### Prompt
Look for "params" in the material below and show each line that contains it.

══ Input material

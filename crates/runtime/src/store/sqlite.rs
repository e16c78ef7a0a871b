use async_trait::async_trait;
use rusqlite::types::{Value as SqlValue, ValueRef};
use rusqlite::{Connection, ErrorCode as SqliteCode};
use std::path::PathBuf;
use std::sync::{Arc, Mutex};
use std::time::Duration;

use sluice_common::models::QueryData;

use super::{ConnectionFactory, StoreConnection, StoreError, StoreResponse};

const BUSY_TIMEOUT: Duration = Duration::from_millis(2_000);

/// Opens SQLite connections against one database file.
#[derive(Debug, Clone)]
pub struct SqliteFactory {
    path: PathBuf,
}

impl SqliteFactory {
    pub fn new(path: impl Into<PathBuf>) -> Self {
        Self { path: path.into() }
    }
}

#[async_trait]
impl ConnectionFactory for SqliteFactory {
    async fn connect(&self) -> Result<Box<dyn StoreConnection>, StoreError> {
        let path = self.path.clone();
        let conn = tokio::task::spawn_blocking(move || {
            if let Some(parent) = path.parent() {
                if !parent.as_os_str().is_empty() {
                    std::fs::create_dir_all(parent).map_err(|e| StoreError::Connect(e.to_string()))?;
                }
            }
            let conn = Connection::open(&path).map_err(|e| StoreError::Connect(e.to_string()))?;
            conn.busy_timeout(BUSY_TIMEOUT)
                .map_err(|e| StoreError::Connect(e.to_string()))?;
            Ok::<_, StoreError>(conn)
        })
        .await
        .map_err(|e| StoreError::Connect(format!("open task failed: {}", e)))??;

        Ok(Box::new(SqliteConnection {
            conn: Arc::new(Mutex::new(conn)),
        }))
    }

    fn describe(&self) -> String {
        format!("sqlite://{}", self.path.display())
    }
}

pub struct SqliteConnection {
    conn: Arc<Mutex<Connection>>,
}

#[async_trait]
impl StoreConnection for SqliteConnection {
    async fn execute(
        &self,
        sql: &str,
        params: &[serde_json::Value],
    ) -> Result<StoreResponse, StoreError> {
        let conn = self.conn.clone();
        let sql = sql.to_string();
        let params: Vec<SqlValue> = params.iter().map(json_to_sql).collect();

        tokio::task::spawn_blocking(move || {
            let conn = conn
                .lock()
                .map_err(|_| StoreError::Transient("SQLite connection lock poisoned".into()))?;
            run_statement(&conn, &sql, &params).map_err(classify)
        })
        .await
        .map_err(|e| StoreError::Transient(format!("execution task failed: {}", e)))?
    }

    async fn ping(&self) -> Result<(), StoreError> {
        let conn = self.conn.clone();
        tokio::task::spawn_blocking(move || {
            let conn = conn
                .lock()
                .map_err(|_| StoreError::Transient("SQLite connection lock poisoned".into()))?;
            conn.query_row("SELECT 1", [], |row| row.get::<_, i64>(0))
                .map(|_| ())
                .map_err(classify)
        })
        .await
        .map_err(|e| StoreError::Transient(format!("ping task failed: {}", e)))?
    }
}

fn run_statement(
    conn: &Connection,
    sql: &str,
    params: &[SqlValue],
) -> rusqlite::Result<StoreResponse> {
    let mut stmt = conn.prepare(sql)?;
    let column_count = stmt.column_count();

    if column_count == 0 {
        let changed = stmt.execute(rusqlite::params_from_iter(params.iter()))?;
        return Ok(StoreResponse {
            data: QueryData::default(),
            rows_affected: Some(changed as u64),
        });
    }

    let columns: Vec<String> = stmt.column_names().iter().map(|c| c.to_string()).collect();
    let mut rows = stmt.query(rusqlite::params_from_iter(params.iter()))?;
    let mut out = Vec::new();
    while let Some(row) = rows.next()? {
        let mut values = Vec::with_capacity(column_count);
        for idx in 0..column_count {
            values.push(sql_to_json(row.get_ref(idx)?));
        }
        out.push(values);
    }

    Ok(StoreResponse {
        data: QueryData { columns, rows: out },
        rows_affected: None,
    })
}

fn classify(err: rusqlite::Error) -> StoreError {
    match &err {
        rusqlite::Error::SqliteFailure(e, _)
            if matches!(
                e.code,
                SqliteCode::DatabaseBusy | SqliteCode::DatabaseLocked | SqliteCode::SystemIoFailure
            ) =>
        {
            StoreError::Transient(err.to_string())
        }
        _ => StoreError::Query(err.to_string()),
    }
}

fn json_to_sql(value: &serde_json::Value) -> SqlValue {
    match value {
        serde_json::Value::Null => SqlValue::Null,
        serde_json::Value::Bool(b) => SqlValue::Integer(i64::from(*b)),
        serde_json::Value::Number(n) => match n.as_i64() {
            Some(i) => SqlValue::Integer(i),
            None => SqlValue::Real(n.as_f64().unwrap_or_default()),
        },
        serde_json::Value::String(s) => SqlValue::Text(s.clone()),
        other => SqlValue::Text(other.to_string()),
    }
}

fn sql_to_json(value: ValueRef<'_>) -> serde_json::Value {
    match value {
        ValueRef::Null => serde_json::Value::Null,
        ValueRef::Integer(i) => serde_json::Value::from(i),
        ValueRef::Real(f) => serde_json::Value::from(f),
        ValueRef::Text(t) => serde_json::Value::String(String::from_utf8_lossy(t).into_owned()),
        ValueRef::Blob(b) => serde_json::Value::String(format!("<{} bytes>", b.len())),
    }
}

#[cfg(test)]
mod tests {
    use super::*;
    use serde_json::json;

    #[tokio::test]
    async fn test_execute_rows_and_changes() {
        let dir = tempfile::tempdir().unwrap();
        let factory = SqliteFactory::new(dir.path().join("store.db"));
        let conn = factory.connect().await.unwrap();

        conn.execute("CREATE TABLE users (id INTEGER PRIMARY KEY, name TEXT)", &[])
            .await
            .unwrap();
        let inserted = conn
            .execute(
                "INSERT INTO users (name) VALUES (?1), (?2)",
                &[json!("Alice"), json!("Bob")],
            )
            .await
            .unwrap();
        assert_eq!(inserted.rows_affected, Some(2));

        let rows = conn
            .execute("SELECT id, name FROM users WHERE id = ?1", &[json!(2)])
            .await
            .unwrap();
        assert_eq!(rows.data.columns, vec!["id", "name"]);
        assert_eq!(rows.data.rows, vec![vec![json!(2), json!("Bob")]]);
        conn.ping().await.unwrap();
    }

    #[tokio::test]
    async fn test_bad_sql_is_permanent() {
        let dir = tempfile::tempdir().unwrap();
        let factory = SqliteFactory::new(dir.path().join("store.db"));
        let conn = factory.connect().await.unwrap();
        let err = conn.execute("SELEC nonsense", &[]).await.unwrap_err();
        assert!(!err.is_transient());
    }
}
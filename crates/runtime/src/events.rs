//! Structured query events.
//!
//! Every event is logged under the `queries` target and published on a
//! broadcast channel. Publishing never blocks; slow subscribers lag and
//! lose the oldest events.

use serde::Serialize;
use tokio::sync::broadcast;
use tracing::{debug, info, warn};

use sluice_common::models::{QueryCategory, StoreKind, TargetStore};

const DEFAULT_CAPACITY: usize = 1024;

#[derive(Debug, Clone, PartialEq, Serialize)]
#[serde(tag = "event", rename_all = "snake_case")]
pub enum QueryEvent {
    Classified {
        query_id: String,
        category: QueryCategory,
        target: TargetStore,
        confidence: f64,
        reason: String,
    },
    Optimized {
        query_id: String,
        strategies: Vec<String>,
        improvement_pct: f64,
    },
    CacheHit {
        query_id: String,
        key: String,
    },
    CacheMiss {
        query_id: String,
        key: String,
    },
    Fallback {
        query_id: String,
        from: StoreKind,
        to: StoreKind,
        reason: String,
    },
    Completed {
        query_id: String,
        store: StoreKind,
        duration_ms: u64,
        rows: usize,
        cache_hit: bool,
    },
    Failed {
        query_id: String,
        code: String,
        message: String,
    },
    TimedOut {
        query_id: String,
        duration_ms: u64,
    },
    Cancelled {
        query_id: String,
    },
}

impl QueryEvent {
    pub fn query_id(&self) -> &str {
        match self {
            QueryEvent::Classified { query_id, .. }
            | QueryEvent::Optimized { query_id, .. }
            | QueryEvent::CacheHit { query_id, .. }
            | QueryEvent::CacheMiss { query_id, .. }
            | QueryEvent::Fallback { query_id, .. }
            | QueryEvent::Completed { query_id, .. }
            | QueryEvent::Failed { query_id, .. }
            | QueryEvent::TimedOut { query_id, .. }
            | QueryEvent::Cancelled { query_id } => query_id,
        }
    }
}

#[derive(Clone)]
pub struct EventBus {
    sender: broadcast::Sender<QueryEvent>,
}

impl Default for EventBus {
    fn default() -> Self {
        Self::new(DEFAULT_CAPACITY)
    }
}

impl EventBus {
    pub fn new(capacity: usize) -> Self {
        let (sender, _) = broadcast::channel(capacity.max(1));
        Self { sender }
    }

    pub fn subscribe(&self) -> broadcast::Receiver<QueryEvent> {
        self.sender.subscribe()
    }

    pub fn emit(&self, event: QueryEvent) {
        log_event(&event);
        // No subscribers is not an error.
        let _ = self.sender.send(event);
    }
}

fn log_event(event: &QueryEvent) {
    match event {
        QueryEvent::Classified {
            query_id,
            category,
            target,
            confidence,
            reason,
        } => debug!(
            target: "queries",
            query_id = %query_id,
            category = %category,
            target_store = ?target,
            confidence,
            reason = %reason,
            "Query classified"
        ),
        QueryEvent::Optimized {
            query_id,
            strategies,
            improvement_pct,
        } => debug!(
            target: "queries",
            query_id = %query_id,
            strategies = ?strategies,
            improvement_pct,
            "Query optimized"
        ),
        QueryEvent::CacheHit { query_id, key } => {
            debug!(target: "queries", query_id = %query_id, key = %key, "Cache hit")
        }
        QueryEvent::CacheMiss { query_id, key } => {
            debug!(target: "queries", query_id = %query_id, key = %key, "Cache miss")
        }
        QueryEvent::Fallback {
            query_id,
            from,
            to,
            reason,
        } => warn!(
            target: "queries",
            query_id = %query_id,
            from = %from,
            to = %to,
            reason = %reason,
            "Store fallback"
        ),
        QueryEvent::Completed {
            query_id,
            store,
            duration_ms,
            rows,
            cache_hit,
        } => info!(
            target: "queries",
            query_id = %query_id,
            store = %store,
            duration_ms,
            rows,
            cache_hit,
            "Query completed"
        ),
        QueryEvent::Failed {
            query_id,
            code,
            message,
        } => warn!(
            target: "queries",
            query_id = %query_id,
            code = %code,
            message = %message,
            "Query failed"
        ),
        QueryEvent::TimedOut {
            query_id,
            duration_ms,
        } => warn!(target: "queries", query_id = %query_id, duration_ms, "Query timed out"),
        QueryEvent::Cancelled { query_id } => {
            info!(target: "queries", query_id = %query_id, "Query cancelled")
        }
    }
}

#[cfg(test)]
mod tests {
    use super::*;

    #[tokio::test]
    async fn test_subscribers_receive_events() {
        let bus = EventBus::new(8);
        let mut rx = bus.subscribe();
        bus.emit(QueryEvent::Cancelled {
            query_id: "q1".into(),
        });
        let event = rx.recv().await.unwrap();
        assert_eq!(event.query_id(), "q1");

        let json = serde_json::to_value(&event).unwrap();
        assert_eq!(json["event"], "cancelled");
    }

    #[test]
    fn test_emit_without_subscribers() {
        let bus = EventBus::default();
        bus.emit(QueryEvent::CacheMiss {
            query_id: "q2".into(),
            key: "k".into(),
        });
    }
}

════

### Result of the task
        params: &[serde_json::Value],
        let params: Vec<SqlValue> = params.iter().map(json_to_sql).collect();
            run_statement(&conn, &sql, &params).map_err(classify)
    params: &[SqlValue],
        let changed = stmt.execute(rusqlite::params_from_iter(params.iter()))?;
    let mut rows = stmt.query(rusqlite::params_from_iter(params.iter()))?;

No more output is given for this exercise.